→ Exercise requirements
Report how many lines below include the string "enum". Please keep the reply to that number.

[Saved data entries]
Segment Open

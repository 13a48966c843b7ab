//! imgprompts 数据模型模块
//!
//! 包含所有数据结构定义

pub mod analysis;
pub mod prompt;
pub mod settings;
pub mod tag;

// 重新导出常用类型
pub use analysis::{AnalysisInput, AnalysisSuggestion};
pub use prompt::{
    CreatePrompt, DuplicateCheck, ModelCount, Prompt, PromptResponse, PromptStats, UpdatePrompt,
};
pub use settings::{AppSettings, DatabaseSettings, LogSettings, ServerSettings};
pub use tag::{Tag, TagStats, TagUsage, TAG_NAME_MAX_CHARS};

/// 默认每页数量
pub const DEFAULT_PAGE_SIZE: u32 = 10;
/// 最大每页数量
pub const MAX_PAGE_SIZE: u32 = 100;

/// 分页参数
#[derive(Debug, Clone, Copy, PartialEq, Eq, serde::Serialize, serde::Deserialize)]
pub struct PaginationParams {
    pub page: u32,
    pub page_size: u32,
}

impl Default for PaginationParams {
    fn default() -> Self {
        Self {
            page: 1,
            page_size: DEFAULT_PAGE_SIZE,
        }
    }
}

impl PaginationParams {
    pub fn new(page: u32, page_size: u32) -> Self {
        Self { page, page_size }
    }

    /// 将越界的页码和每页数量收敛到合法范围
    pub fn clamped(self) -> Self {
        Self {
            page: self.page.max(1),
            page_size: self.page_size.clamp(1, MAX_PAGE_SIZE),
        }
    }

    pub fn offset(&self) -> i64 {
        (self.page.saturating_sub(1) as i64) * self.page_size as i64
    }
}

/// 分页结果
#[derive(Debug, Clone, serde::Serialize, serde::Deserialize)]
pub struct PaginatedResult<T> {
    pub items: Vec<T>,
    pub page: u32,
    pub page_size: u32,
    pub total: i64,
    pub total_pages: u32,
}

impl<T> PaginatedResult<T> {
    pub fn new(items: Vec<T>, total: i64, pagination: &PaginationParams) -> Self {
        let page_size = pagination.page_size.max(1) as i64;
        let total_pages = ((total + page_size - 1) / page_size) as u32;
        Self {
            items,
            page: pagination.page,
            page_size: pagination.page_size,
            total,
            total_pages,
        }
    }

    /// 转换条目类型，保留分页信息
    pub fn map<U, F>(self, f: F) -> PaginatedResult<U>
    where
        F: FnMut(T) -> U,
    {
        PaginatedResult {
            items: self.items.into_iter().map(f).collect(),
            page: self.page,
            page_size: self.page_size,
            total: self.total,
            total_pages: self.total_pages,
        }
    }
}

/// 排序方向
#[derive(Debug, Clone, Copy, PartialEq, Eq, serde::Serialize, serde::Deserialize, Default)]
#[serde(rename_all = "lowercase")]
pub enum SortOrder {
    Asc,
    #[default]
    Desc,
}

impl SortOrder {
    pub fn as_sql(&self) -> &'static str {
        match self {
            SortOrder::Asc => "ASC",
            SortOrder::Desc => "DESC",
        }
    }

    /// 解析查询参数，只有 "asc" 为升序，其余都视为降序
    pub fn parse(value: &str) -> Self {
        if value.trim().eq_ignore_ascii_case("asc") {
            SortOrder::Asc
        } else {
            SortOrder::Desc
        }
    }
}

/// 提示词排序字段
#[derive(Debug, Clone, Copy, PartialEq, Eq, serde::Serialize, serde::Deserialize, Default)]
#[serde(rename_all = "snake_case")]
pub enum PromptSortField {
    #[default]
    CreatedAt,
}

impl PromptSortField {
    pub fn as_column(&self) -> &'static str {
        match self {
            PromptSortField::CreatedAt => "created_at",
        }
    }

    /// 不支持的字段返回 None，调用方回落到默认排序
    pub fn parse(value: &str) -> Option<Self> {
        match value.trim() {
            "created_at" => Some(PromptSortField::CreatedAt),
            _ => None,
        }
    }
}

/// 提示词排序选项
#[derive(Debug, Clone, Copy, Default, serde::Serialize, serde::Deserialize)]
pub struct PromptSortOptions {
    pub field: PromptSortField,
    pub order: SortOrder,
}

/// 提示词列表过滤器
#[derive(Debug, Clone, Default, serde::Serialize, serde::Deserialize)]
pub struct PromptFilter {
    /// 模型名称（精确匹配）
    pub model_name: Option<String>,
    /// 是否公开
    pub is_public: Option<bool>,
    /// 关键词（匹配提示词、负面提示词、风格描述、适用场景）
    pub keyword: Option<String>,
    /// 标签名称，命中任意一个即可
    pub tag_names: Vec<String>,
}

/// 当前时间，RFC 3339 UTC 格式（微秒精度，可按字典序排序）
pub fn now_iso8601() -> String {
    chrono::Utc::now()
        .format("%Y-%m-%dT%H:%M:%S%.6fZ")
        .to_string()
}
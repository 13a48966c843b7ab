//! 日志初始化

use std::path::Path;

use tracing_appender::non_blocking::WorkerGuard;
use tracing_subscriber::layer::SubscriberExt;
use tracing_subscriber::util::SubscriberInitExt;
use tracing_subscriber::EnvFilter;

use imgprompts_core::models::LogSettings;

/// 默认过滤规则，`RUST_LOG` 优先
fn default_directives(level: &str) -> String {
    let level = match level.trim() {
        "" => "info",
        other => other,
    };
    format!("imgprompts={level},imgprompts_core={level},tower_http={level}")
}

/// 初始化日志系统
///
/// 配置了日志文件时额外写入按天滚动的文件，返回的 guard 必须保持到进程退出，
/// 否则缓冲中的日志会丢失。
pub fn init(settings: &LogSettings) -> Option<WorkerGuard> {
    let env_filter = EnvFilter::try_from_default_env()
        .unwrap_or_else(|_| default_directives(&settings.level).into());

    let console = tracing_subscriber::fmt::layer();

    match settings.file.as_deref() {
        Some(path) => {
            let dir = path
                .parent()
                .filter(|p| !p.as_os_str().is_empty())
                .unwrap_or_else(|| Path::new("."));
            let file_name = path
                .file_name()
                .map(|n| n.to_os_string())
                .unwrap_or_else(|| "imgprompts.log".into());

            let file_appender = tracing_appender::rolling::daily(dir, file_name);
            let (non_blocking, guard) = tracing_appender::non_blocking(file_appender);

            tracing_subscriber::registry()
                .with(env_filter)
                .with(console)
                .with(
                    tracing_subscriber::fmt::layer()
                        .with_ansi(false)
                        .with_writer(non_blocking),
                )
                .init();

            Some(guard)
        }
        None => {
            tracing_subscriber::registry()
                .with(env_filter)
                .with(console)
                .init();
            None
        }
    }
}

Segment Closed

→ Answer box
2